Launched just over a year ago, the upEND Movement seeks to end the child welfare system, which we call the family policing system, as it relies on surveillance and separation of children from their families. Many are calling for reforming this harmful system. There is an urgency to help families and communities experiencing these harms and to quickly come up with new solutions. But how do we collectively and collaboratively create new ways of supporting and caring for families without replicating the coercive structure, surveillance, and separation in other forms?

Grounded in abolition theory, the upEND Movement advocates for families to have the resources to keep their children safe and nurtured in their homes, and for their communities to have the resources to determine and provide support to minimize and address harm when needed. upEND recently published How We endUP, an initial set of ideas about how we can, in community, improve support and care for children, youth, and families as we move toward the abolition of family policing. These ideas address what must be dismantled as well as what must be created and supported. They are not a prescription with detailed policy and practice recommendations—we believe that work must be done within communities. 

Launching the upEND Movement and sharing the ideas in How We endUP have sparked a number of questions. Most common among them is: If your goal is to abolish the child welfare system, what would you replace it with? The all too clear subtext of this question is: What, very specifically, will you replace it with? What is the evidence-based, detailed, point-by-point strategic solution that will safely and immediately solve the problem you have identified? Depending on your vantage point, this may be a perfectly logical question, or may invoke exasperated eye rolling. The point here isn’t to debate whether it is or is not a fair question. The point is to understand it as a question rooted in the culture of White Supremacy. 

As Black Lives Matter activist and author DeRay McKesson notes in his book On the Other Side of Freedom: The Case for Hope, the challenge of White supremacy culture is that it is so primordial, so insidious, and so normalized that it can be difficult to see; recognizing its presence can be a struggle for everyone. White supremacy culture often operates in subtext, swimming just below the surface but strongly directing the current. A few characteristics of White supremacy culture that show up in the subtext of the “but what would you replace it with” question are perfectionism, a sense of urgency, and either/or thinking. These serve to stifle creativity, to stifle even the idea of holding space to do some creative thinking that might not be wrapped up in a flow chart after a one-hour brainstorm session. And that is by design. It speaks to another characteristic of White supremacy culture: the need to control the solution and define whose expertise is centered versus who merely gets to have input. 

This brings us to another frequent question in response to the idea of abolishing the family policing system: If you gave families and communities more financial resources (for example, redirecting money that goes to foster parents to birth parents) to prevent and minimize child abuse and neglect, how do you know they would spend it… wisely? (Subtext: how can you trust that they won’t spend it on drugs? Fancy sneakers? Sugary soda?) This question also holds characteristics of White supremacy culture, as well as racism and anti-Blackness. In this case, the characteristics are a focus on individual responsibility and only one right way, as well as perpetuating a myth of laziness and lack of work ethic as a way to justify paying people who were formerly enslaved inhumane wages. The question holds fast to the myth that any person can Horatio Alger herself out of poverty if she just tries hard enough and makes good choices, ignoring centuries of structural racism and policies created to prevent her from having good choices to make in the first place.

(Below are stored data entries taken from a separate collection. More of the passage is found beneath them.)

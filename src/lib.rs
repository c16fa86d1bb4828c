//! This Rust `embedded-hal`-based library drives a [HD44780](https://en.wikipedia.org/wiki/Hitachi_HD44780_LCD_controller)
//! compatible character display wired directly to the host over the controller's parallel interface, in an embedded,
//! `no_std` environment. Both the 4-bit (D4..D7) and the 8-bit (D0..D7) bus widths are supported.
//!
//! Key features include:
//! - Convenient high-level API for controlling the display
//! - Busy-flag handshaking with a configurable timeout instead of worst-case fixed delays
//! - Custom characters mapped to Unicode code points, so UTF-8 text containing them can be written directly
//! - `core::fmt::Write` implementation for easy use with the `write!` macro
//! - Compatible with the `embedded-hal` traits v1.0 and later
//! - Optional support for the `defmt` and `ufmt` logging frameworks
//!
//! ## Usage
//! Add this to your `Cargo.toml`:
//! ```toml
//! [dependencies]
//! parallel-character-display = { version = "0.1", features = ["defmt"] }
//! ```
//!
//! Wire up the pins and create the display. The data pins must be usable as both inputs and outputs
//! (typically open-drain with pull-ups) so the busy flag can be read back:
//! ```rust
//! use parallel_character_display::{
//!     CharacterDisplay, CustomCharacterTable, DisplayConfig, GpioParallelBus, InterfaceWidth,
//!     LcdDisplayType,
//! };
//!
//! // board setup
//! let (rs, rw, e) = ...; // OutputPin implementations
//! let data = [d4, d5, d6, d7]; // InputPin + OutputPin implementations
//! let delay = ...; // DelayNs implementation
//!
//! let bus = GpioParallelBus::new_4bit(rs, rw, e, data);
//! let config = DisplayConfig::from_display_type(InterfaceWidth::FourBit, LcdDisplayType::Lcd16x2);
//! let mut lcd = CharacterDisplay::new(bus, delay, config, CustomCharacterTable::empty());
//! // or let the bus decide the interface width
//! let mut lcd = CharacterDisplay::new_gpio(bus, delay, LcdDisplayType::Lcd16x2.geometry(), CustomCharacterTable::empty());
//! ```
//! Boards that drive the pins some other way implement the `DisplayBus` trait instead of using `GpioParallelBus`.
//!
//! Initialize the display:
//! ```rust
//! if let Err(e) = lcd.init() {
//!    panic!("Error initializing LCD: {}", e);
//! }
//! ```
//! Use the display:
//! ```rust
//! lcd.set_pos(0, 0)?.write_text("Hello, world!")?;
//! // can also use the `core::fmt::write!` macro
//! use core::fmt::Write;
//!
//! write!(lcd, "Hello, world!")?;
//! ```
//! The optional `ufmt` feature enables the `ufmt` crate, which allows the `uwriteln!` and `uwrite!` macros to be used with the display:
//! ```rust
//! use ufmt::uwriteln;
//!
//! uwriteln!(lcd, "Hello, world!")?;
//! ```
//!
//! The various methods for controlling the LCD return a `Result` that wraps the display object in `Ok()`, allowing for easy chaining
//! of commands. For example:
//! ```rust
//! lcd.clear()?.cursor_cfg(CursorMode::Blink)?.write_text("Hello")?;
//! ```
//! ### Custom characters
//! Up to 8 custom glyphs can be registered when the display is created. Each one is uploaded to CGRAM during `init` and
//! stands in for a Unicode code point when text is written:
//! ```rust
//! const GLYPHS: [CharacterMapping; 1] = [CharacterMapping::new('°', [
//!     0b00110, 0b01001, 0b01001, 0b00110, 0b00000, 0b00000, 0b00000, 0b00000,
//! ])];
//! let table = CustomCharacterTable::new(&GLYPHS)?;
//! let mut lcd = CharacterDisplay::new(bus, delay, config, table);
//! lcd.init()?;
//! lcd.write_text("21°C")?;
//! ```
//! Writing a non-ASCII character that has no custom glyph stops the write with `CharacterDisplayError::CharNotFound`.
//!
#![no_std]
#![allow(non_upper_case_globals)]
use core::fmt::Display;

use embedded_hal::{
    delay::DelayNs,
    digital::{InputPin, OutputPin},
};

pub mod bus;
mod character;
mod driver;
mod geometry;
pub mod instruction;
#[cfg(test)]
mod testing;

pub use bus::{gpio::GpioParallelBus, DisplayBus, InterfaceWidth};
pub use character::{CharacterMapping, CustomCharacterTable, Utf8Decoder};
pub use driver::{
    busy_wait::{BusyWaitStrategy, PollingBusyWait},
    hd44780::CursorMode,
    Hd44780Device,
};
pub use geometry::{DisplayGeometry, CGRAM_SLOT_COUNT};

use driver::hd44780::HD44780;

/// Character display driven through `embedded-hal` GPIO pins.
pub type GpioCharacterDisplay<'a, RS, RW, E, D, DELAY, const N: usize> =
    CharacterDisplay<'a, GpioParallelBus<RS, RW, E, D, N>, DELAY>;

#[derive(Debug, PartialEq, Eq, Copy, Clone)]
/// Errors that can occur when using the display
pub enum CharacterDisplayError<E> {
    /// Error returned from the underlying bus implementation
    BusError(E),
    /// Argument is out of range, such as a position off the display or a custom character index above 7
    InvalidArgument,
    /// The busy flag did not clear in time
    Timeout,
    /// The custom character table has more entries than there are CGRAM slots
    CustomCharsInvalid,
    /// Non-ASCII character without a custom character mapping
    CharNotFound,
    /// Formatting error
    FormattingError(core::fmt::Error),
}

impl<E> From<core::fmt::Error> for CharacterDisplayError<E> {
    fn from(err: core::fmt::Error) -> Self {
        CharacterDisplayError::FormattingError(err)
    }
}
//! Custom character support: the table mapping Unicode code points to CGRAM glyphs, and the
//! UTF-8 decoder used when writing text.
use crate::{geometry::CGRAM_SLOT_COUNT, ConfigurationError};

/// A custom glyph and the Unicode code point it stands in for. Each bitmap row uses the
/// low 5 bits, top row first.
#[derive(Debug, PartialEq, Eq, Copy, Clone)]
#[cfg_attr(feature = "defmt", derive(defmt::Format))]
pub struct CharacterMapping {
    pub code_point: u32,
    pub bitmap: [u8; 8],
}

impl CharacterMapping {
    pub const fn new(character: char, bitmap: [u8; 8]) -> Self {
        Self {
            code_point: character as u32,
            bitmap,
        }
    }
}

/// Ordered set of custom characters. Entry `i` is uploaded to CGRAM slot `i` during
/// initialization. When a code point appears more than once the first entry wins.
#[derive(Debug, Copy, Clone)]
pub struct CustomCharacterTable<'a> {
    mappings: &'a [CharacterMapping],
}

impl<'a> CustomCharacterTable<'a> {
    /// Create a table, rejecting more entries than the controller has CGRAM slots.
    pub const fn new(mappings: &'a [CharacterMapping]) -> Result<Self, ConfigurationError> {
        if mappings.len() > CGRAM_SLOT_COUNT as usize {
            return Err(ConfigurationError::TooManyCustomCharacters);
        }
        Ok(Self { mappings })
    }

    /// Create a table without checking its length. An oversized table is reported as
    /// `CharacterDisplayError::CustomCharsInvalid` by the display's `init`.
    pub const fn new_unchecked(mappings: &'a [CharacterMapping]) -> Self {
        Self { mappings }
    }

    /// A table with no custom characters.
    pub const fn empty() -> Self {
        Self { mappings: &[] }
    }

    pub const fn len(&self) -> usize {
        self.mappings.len()
    }

    pub const fn is_empty(&self) -> bool {
        self.mappings.is_empty()
    }

    pub(crate) fn is_valid(&self) -> bool {
        self.mappings.len() <= CGRAM_SLOT_COUNT as usize
    }

    pub fn mappings(&self) -> &'a [CharacterMapping] {
        self.mappings
    }

    /// Slot index of the first entry mapped to `code_point`.
    pub fn find(&self, code_point: u32) -> Option<u8> {
        self.mappings
            .iter()
            .position(|mapping| mapping.code_point == code_point)
            .map(|index| index as u8)
    }
}

impl Default for CustomCharacterTable<'_> {
    fn default() -> Self {
        Self::empty()
    }
}

/// Iterator decoding a UTF-8 byte stream into code points. The sequence length is taken
/// from the leading byte only and the low 6 bits of each continuation byte are accumulated;
/// the input is not otherwise validated. A sequence cut short by the end of the input decodes
/// with the missing bits as zero.
pub struct Utf8Decoder<'a> {
    bytes: core::slice::Iter<'a, u8>,
}

impl<'a> Utf8Decoder<'a> {
    pub fn new(bytes: &'a [u8]) -> Self {
        Self {
            bytes: bytes.iter(),
        }
    }
}

impl Iterator for Utf8Decoder<'_> {
    type Item = u32;

    fn next(&mut self) -> Option<u32> {
        let lead = *self.bytes.next()?;
        let (mut code_point, continuation_count) = match lead {
            0x00..=0x7F => return Some(lead as u32),
            0x80..=0xDF => ((lead & 0x1F) as u32, 1),
            0xE0..=0xEF => ((lead & 0x0F) as u32, 2),
            _ => ((lead & 0x07) as u32, 3),
        };
        for _ in 0..continuation_count {
            let payload = self.bytes.next().map_or(0, |byte| byte & 0x3F);
            code_point = (code_point << 6) | payload as u32;
        }
        Some(code_point)
    }
}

Of all the responses that the idea of abolishing the family policing system invokes, one is particularly troubling. We too frequently hear, “But there is nothing in these communities.” Subtext: there are no strengths, there is no resilience, there is no love. There is no humanness. This statement most perniciously reveals the ubiquity of White supremacy culture, as it places the utmost value on material and financial resources while erasing the beauty, complexity, strength, love, and resilience alive in every community and among all people. Moreover, it disregards the context that the “nothing” that is seen derives not from individuals who lack motivation or strong character, but from centuries of systemic oppression that has, by design, excluded minoritized people and communities from accessing basic resources and opportunities, actively undermined the accumulation of wealth and education, and destroyed neighborhoods with highways and toxic waste. 

We are ready to move beyond these questions, ready to move beyond the White supremacy culture that breeds them. It is important that we call them out for the ways in which they uphold existing power structures and the racist tropes that enable them and also for what they stifleroom for the creativity to imagine and build different, antiracist ways of being in the world. They serve to keep the conversation about abolition swimming above the surface, confined to the boundaries of what White supremacy culture knows and understands about child protection, safety, and well-being. 

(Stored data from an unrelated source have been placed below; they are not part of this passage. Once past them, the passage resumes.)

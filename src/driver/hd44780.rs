// HD44780 protocol operations.
// Every instruction and data byte goes through write_instruction/write_data, which run the
// busy-wait strategy before touching the bus. The only exception is the first part of `init`,
// where the controller has no valid busy flag yet and fixed settle delays are used instead.

use embedded_hal::delay::DelayNs;

use crate::{
    bus::{DisplayBus, InterfaceWidth},
    character::{CustomCharacterTable, Utf8Decoder},
    driver::{busy_wait::BusyWaitStrategy, Hd44780Device},
    geometry::{cgram_address, DisplayGeometry},
    instruction::{self, LCD_CMD_CLEARDISPLAY, LCD_CMD_RETURNHOME, MAX_ADDRESS},
    CharacterDisplayError, DisplayConfig, InitTiming,
};

/// Cursor appearance.
#[derive(Debug, PartialEq, Eq, Copy, Clone)]
#[cfg_attr(feature = "defmt", derive(defmt::Format))]
pub enum CursorMode {
    /// No cursor
    Off,
    /// Steady underline cursor
    On,
    /// Underline cursor with a blinking block
    Blink,
}

pub struct HD44780<'a, BUS, DELAY, WAIT>
where
    BUS: DisplayBus,
    DELAY: DelayNs,
    WAIT: BusyWaitStrategy<BUS, DELAY>,
{
    device: Hd44780Device<BUS, DELAY>,
    busy_wait: WAIT,
    geometry: DisplayGeometry,
    timing: InitTiming,
    custom_chars: CustomCharacterTable<'a>,
}

impl<'a, BUS, DELAY, WAIT> HD44780<'a, BUS, DELAY, WAIT>
where
    BUS: DisplayBus,
    DELAY: DelayNs,
    WAIT: BusyWaitStrategy<BUS, DELAY>,
{
    pub fn new(
        bus: BUS,
        delay: DELAY,
        config: DisplayConfig,
        custom_chars: CustomCharacterTable<'a>,
        busy_wait: WAIT,
    ) -> Self {
        Self {
            device: Hd44780Device::new(bus, delay, config.interface),
            busy_wait,
            geometry: config.geometry,
            timing: config.timing,
            custom_chars,
        }
    }

    pub fn device(&mut self) -> &mut Hd44780Device<BUS, DELAY> {
        &mut self.device
    }

    pub fn geometry(&self) -> DisplayGeometry {
        self.geometry
    }

    pub fn custom_chars(&self) -> CustomCharacterTable<'a> {
        self.custom_chars
    }

    pub fn release(self) -> (BUS, DELAY) {
        self.device.release()
    }

    fn wait_until_ready(&mut self) -> Result<(), CharacterDisplayError<BUS::Error>> {
        self.busy_wait.wait_for_busy_flag_clear(&mut self.device)
    }

    /// Write a byte to the instruction register once the controller is ready.
    pub fn write_instruction(
        &mut self,
        instruction: u8,
    ) -> Result<(), CharacterDisplayError<BUS::Error>> {
        self.wait_until_ready()?;
        self.device.set_register_select(false)?;
        self.device.write_byte(instruction)
    }

    /// Write a byte to the data register (DDRAM or CGRAM, whichever was last addressed) once the
    /// controller is ready.
    pub fn write_data(&mut self, data: u8) -> Result<(), CharacterDisplayError<BUS::Error>> {
        self.wait_until_ready()?;
        self.device.set_register_select(true)?;
        self.device.write_byte(data)
    }

    /// Run the power-on handshake, configure the display and upload the custom characters.
    /// The display is left cleared, switched on, with the cursor off. Calling this again
    /// repeats the whole sequence.
    pub fn init(&mut self) -> Result<(), CharacterDisplayError<BUS::Error>> {
        #[cfg(feature = "defmt")]
        defmt::debug!("Initializing HD44780");
        self.device.init_common()?;
        self.device.set_register_select(false)?;

        // the controller may be in any state after power-up; three 8-bit function sets force
        // it into 8-bit mode regardless of where it started
        let reset = instruction::function_set(true, false, false);
        self.device.write_operation(reset)?;
        self.device.delay_ms(self.timing.long_settle_ms);
        for _ in 0..2 {
            self.device.write_operation(reset)?;
            self.device.delay_ms(self.timing.short_settle_ms);
        }

        match self.device.interface() {
            InterfaceWidth::EightBit => {
                self.device
                    .write_operation(instruction::function_set(true, true, false))?;
            }
            InterfaceWidth::FourBit => {
                // a single transfer: only the high nibble reaches the controller
                self.device
                    .write_operation(instruction::function_set(false, false, false))?;
                self.device.delay_ms(self.timing.short_settle_ms);
                self.write_instruction(instruction::function_set(false, true, false))?;
            }
        }

        self.display_off()?;
        self.clear()?;
        self.write_instruction(instruction::entry_mode(true, false))?;
        self.cursor_cfg(CursorMode::Off)?;
        self.upload_custom_chars()?;
        #[cfg(feature = "defmt")]
        defmt::debug!("HD44780 initialized");
        Ok(())
    }

    fn upload_custom_chars(&mut self) -> Result<(), CharacterDisplayError<BUS::Error>> {
        if !self.custom_chars.is_valid() {
            return Err(CharacterDisplayError::CustomCharsInvalid);
        }
        let mappings = self.custom_chars.mappings();
        for (index, mapping) in mappings.iter().enumerate() {
            self.def_char(index as u8, mapping.bitmap)?;
        }
        Ok(())
    }

    pub fn clear(&mut self) -> Result<(), CharacterDisplayError<BUS::Error>> {
        self.write_instruction(LCD_CMD_CLEARDISPLAY)
    }

    pub fn home(&mut self) -> Result<(), CharacterDisplayError<BUS::Error>> {
        self.write_instruction(LCD_CMD_RETURNHOME)
    }

    /// Turns the display off. `cursor_cfg` turns it back on.
    pub fn display_off(&mut self) -> Result<(), CharacterDisplayError<BUS::Error>> {
        self.write_instruction(instruction::display_control(false, false, false))
    }

    /// Turns the display on with the given cursor appearance.
    pub fn cursor_cfg(&mut self, mode: CursorMode) -> Result<(), CharacterDisplayError<BUS::Error>> {
        let control = match mode {
            CursorMode::Off => instruction::display_control(true, false, false),
            CursorMode::On => instruction::display_control(true, true, false),
            CursorMode::Blink => instruction::display_control(true, true, true),
        };
        self.write_instruction(control)
    }

    /// Move the cursor to `row`, `column`. Positions off the display are rejected before any
    /// bus access.
    pub fn set_pos(&mut self, row: u8, column: u8) -> Result<(), CharacterDisplayError<BUS::Error>> {
        let address = self
            .geometry
            .ddram_address(row, column)
            .ok_or(CharacterDisplayError::InvalidArgument)?;
        self.write_instruction(instruction::set_ddram_address(address))
    }

    /// Set the DDRAM address directly.
    pub fn set_ddram_address(
        &mut self,
        address: u8,
    ) -> Result<(), CharacterDisplayError<BUS::Error>> {
        if address > MAX_ADDRESS {
            return Err(CharacterDisplayError::InvalidArgument);
        }
        self.write_instruction(instruction::set_ddram_address(address))
    }

    fn set_char_address(&mut self, index: u8) -> Result<(), CharacterDisplayError<BUS::Error>> {
        let address = cgram_address(index).ok_or(CharacterDisplayError::InvalidArgument)?;
        self.write_instruction(instruction::set_cgram_address(address))
    }

    /// Store an 8 row glyph in CGRAM slot `index` (0..=7). The address counter is left in
    /// CGRAM, so set a position before writing text again.
    pub fn def_char(
        &mut self,
        index: u8,
        pattern: [u8; 8],
    ) -> Result<(), CharacterDisplayError<BUS::Error>> {
        self.set_char_address(index)?;
        for row in pattern {
            self.write_data(row)?;
        }
        Ok(())
    }

    /// Show the glyph in CGRAM slot `index` at the current position.
    pub fn disp_char(&mut self, index: u8) -> Result<(), CharacterDisplayError<BUS::Error>> {
        if cgram_address(index).is_none() {
            return Err(CharacterDisplayError::InvalidArgument);
        }
        self.write_data(index)
    }

    pub fn is_busy(&mut self) -> Result<bool, CharacterDisplayError<BUS::Error>> {
        self.device.is_busy()
    }

    /// Current address counter with the busy flag masked off.
    pub fn read_address_counter(&mut self) -> Result<u8, CharacterDisplayError<BUS::Error>> {
        Ok(self.device.read_status()?.address())
    }

    /// Read the DDRAM or CGRAM byte at the current address. The address counter advances.
    pub fn read_data(&mut self) -> Result<u8, CharacterDisplayError<BUS::Error>> {
        self.wait_until_ready()?;
        self.device.read_ram()
    }

    /// Write UTF-8 encoded text at the current position. ASCII is written as is; any other code
    /// point is drawn with its custom character. A code point missing from the custom table
    /// stops the write with `CharNotFound`, leaving the rest of the text undrawn.
    pub fn write_bytes(&mut self, text: &[u8]) -> Result<(), CharacterDisplayError<BUS::Error>> {
        for code_point in Utf8Decoder::new(text) {
            if code_point <= 0x7F {
                self.write_data(code_point as u8)?;
                continue;
            }
            let Some(index) = self.custom_chars.find(code_point) else {
                #[cfg(feature = "defmt")]
                defmt::warn!("No custom character for U+{:X}", code_point);
                return Err(CharacterDisplayError::CharNotFound);
            };
            // writing the slot index advances the address counter like any data write, so the
            // address is set again explicitly to keep the cursor one cell to the right.
            // The previous write was already gated, so the counter is read directly.
            let address = self.read_address_counter()?;
            self.write_data(index)?;
            self.write_instruction(instruction::set_ddram_address(address + 1))?;
        }
        Ok(())
    }
}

One framework from which we draw inspiration is Afrofuturism, “a way of imagining possible futures through a Black cultural lens.” We note and embrace the plurality of the word “futures” in Ingrid LaFleur’s definition. There is no one right way, there is no tidy Answer with a capital A. There are wonderful examples in local communities across the country, and in the longstanding work of activists and organizers, such as those who collectively helped to shape How We endUP. There is, we hope, space in community that must be protected; the spaces to dream, to build, to pursue, to fail, and to try, try, try again as we forge a thousand paths to a liberated world.